- WORK TASK -
Only those lines from the one with "fn apply_features(target: &mut" through the last line of the material belong in the answer, each repeated exactly.

- DATA -
= Beginning of Section =
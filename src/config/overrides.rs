//! Persisted user overrides (`user_config` in storage).
//!
//! Overrides are applied to the loaded config one field at a time; a value
//! that fails validation is skipped with a warning and the rest still apply.
//!
//! Stored shape:
//!
//! ```json
//! {
//!   "theme": { "default": "dark", "autoDetect": false },
//!   "language": { "default": "en-US" },
//!   "features": { "analytics": true }
//! }
//! ```

use serde::{Deserialize, Serialize};

use super::{ConfigDiagnostics, FeaturesConfig, LanguageConfig, SiteConfig, ThemeConfig};

/// Storage key holding the overrides.
pub const USER_CONFIG_KEY: &str = "user_config";

#[derive(Debug, Clone, Default, PartialEq, Serialize, Deserialize)]
#[serde(default)]
pub struct UserConfig {
    #[serde(skip_serializing_if = "Option::is_none")]
    pub theme: Option<ThemeOverride>,
    #[serde(skip_serializing_if = "Option::is_none")]
    pub language: Option<LanguageOverride>,
    #[serde(skip_serializing_if = "Option::is_none")]
    pub features: Option<FeatureOverrides>,
}

#[derive(Debug, Clone, Default, PartialEq, Serialize, Deserialize)]
#[serde(default, rename_all = "camelCase")]
pub struct ThemeOverride {
    #[serde(alias = "defaultTheme", skip_serializing_if = "Option::is_none")]
    pub default: Option<String>,
    #[serde(skip_serializing_if = "Option::is_none")]
    pub auto_detect: Option<bool>,
}

#[derive(Debug, Clone, Default, PartialEq, Serialize, Deserialize)]
#[serde(default)]
pub struct LanguageOverride {
    #[serde(skip_serializing_if = "Option::is_none")]
    pub default: Option<String>,
}

#[derive(Debug, Clone, Default, PartialEq, Serialize, Deserialize)]
#[serde(default, rename_all = "camelCase")]
pub struct FeatureOverrides {
    pub dark_mode: Option<bool>,
    pub offline_support: Option<bool>,
    pub progress_tracking: Option<bool>,
    pub social_sharing: Option<bool>,
    pub analytics: Option<bool>,
}

impl UserConfig {
    /// Snapshot of the user-adjustable parts of `config`.
    ///
    /// `theme` is the theme currently shown, saved as the new default.
    pub fn capture(config: &SiteConfig, theme: &str) -> Self {
        let f = &config.features;
        Self {
            theme: Some(ThemeOverride {
                default: Some(theme.to_string()),
                auto_detect: Some(config.theme.auto_detect),
            }),
            language: Some(LanguageOverride {
                default: Some(config.language.default.clone()),
            }),
            features: Some(FeatureOverrides {
                dark_mode: Some(f.dark_mode),
                offline_support: Some(f.offline_support),
                progress_tracking: Some(f.progress_tracking),
                social_sharing: Some(f.social_sharing),
                analytics: Some(f.analytics),
            }),
        }
    }

    pub fn is_empty(&self) -> bool {
        self == &Self::default()
    }
}

impl SiteConfig {
    /// Apply user overrides field by field.
    ///
    /// Rejected values are reported as warnings in the returned diagnostics.
    pub fn apply_overrides(&mut self, overrides: &UserConfig) -> ConfigDiagnostics {
        let mut diag = ConfigDiagnostics::new();

        if let Some(theme) = &overrides.theme {
            if let Some(default) = &theme.default {
                if self.theme.is_available(default) {
                    self.theme.default = default.clone();
                } else {
                    diag.warn(
                        ThemeConfig::DEFAULT,
                        format!("ignoring unavailable theme '{default}'"),
                    );
                }
            }
            if let Some(auto_detect) = theme.auto_detect {
                self.theme.auto_detect = auto_detect;
            }
        }

        if let Some(default) = overrides.language.as_ref().and_then(|l| l.default.as_ref()) {
            if self.language.is_supported(default) {
                self.language.default = default.clone();
            } else {
                diag.warn(
                    LanguageConfig::DEFAULT,
                    format!("ignoring unsupported language '{default}'"),
                );
            }
        }

        if let Some(features) = &overrides.features {
            apply_features(&mut self.features, features);
        }

        diag
    }
}

fn apply_features(target: &mut FeaturesConfig, overrides: &FeatureOverrides) {
    let fields = [
        (&mut target.dark_mode, overrides.dark_mode),
        (&mut target.offline_support, overrides.offline_support),
        (&mut target.progress_tracking, overrides.progress_tracking),
        (&mut target.social_sharing, overrides.social_sharing),
        (&mut target.analytics, overrides.analytics),
    ];
    for (field, value) in fields {
        if let Some(value) = value {
            *field = value;
        }
    }
}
= End of Section =
- SOLUTION -
fn apply_features(target: &mut FeaturesConfig, overrides: &FeatureOverrides) {
    let fields = [
        (&mut target.dark_mode, overrides.dark_mode),
        (&mut target.offline_support, overrides.offline_support),
        (&mut target.progress_tracking, overrides.progress_tracking),
        (&mut target.social_sharing, overrides.social_sharing),
        (&mut target.analytics, overrides.analytics),
    ];
    for (field, value) in fields {
        if let Some(value) = value {
            *field = value;
        }
    }
}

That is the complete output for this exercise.